Category Archive for: kawomenan

And when I say that this movie proves Sarah Geronimo and Gerald Anderson individually and together have the kilig down pat, it’s that someone my age, with my history of bad love, could actually still get kilig. Yes, kilig to the bones circa 1980s, complete with stomping foot, loud laughter, sinking into my movie seat, nudging elbows with my younger sister (ex-student now friend) beside me, in the end tired from the roller coaster ride that a two hour love story can still be. Kapagod pala kiligin. Some things I’ve forgotten.

In Catch Me I’m In Love, the kilig is difficult to ignore, as it carries what is an otherwise expected story through to its logical happy end. It’s also a surprisingly believable love between a girl and boy who are really only bound by country, and when I say that, I mean the government of the Philippines complete with scenes of Malacañang Palace.

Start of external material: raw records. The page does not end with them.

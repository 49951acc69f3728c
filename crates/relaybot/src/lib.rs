//! Telegram front end for the media relay.
//!
//! The relay logic lives in `relaycore`; this crate wires it to Telegram and
//! provides the command-line entry points.

pub mod cli;
pub mod telegram;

Gerald plays Eric, presidential son, who’s unhappy with being in the Philippines and is sent by the President to a far away provincial community so he may learn of purpose. Eric is accompanied by Roanne (played by Sarah), an NGO worker who deals with nation from the grassroots level, a confident girl who inadvertently shoots down the presidential son at an awarding ceremony in her NGO. She is appointed by the President (Christopher de Leon) to be Eric’s mentor in living with a community he would otherwise not care about.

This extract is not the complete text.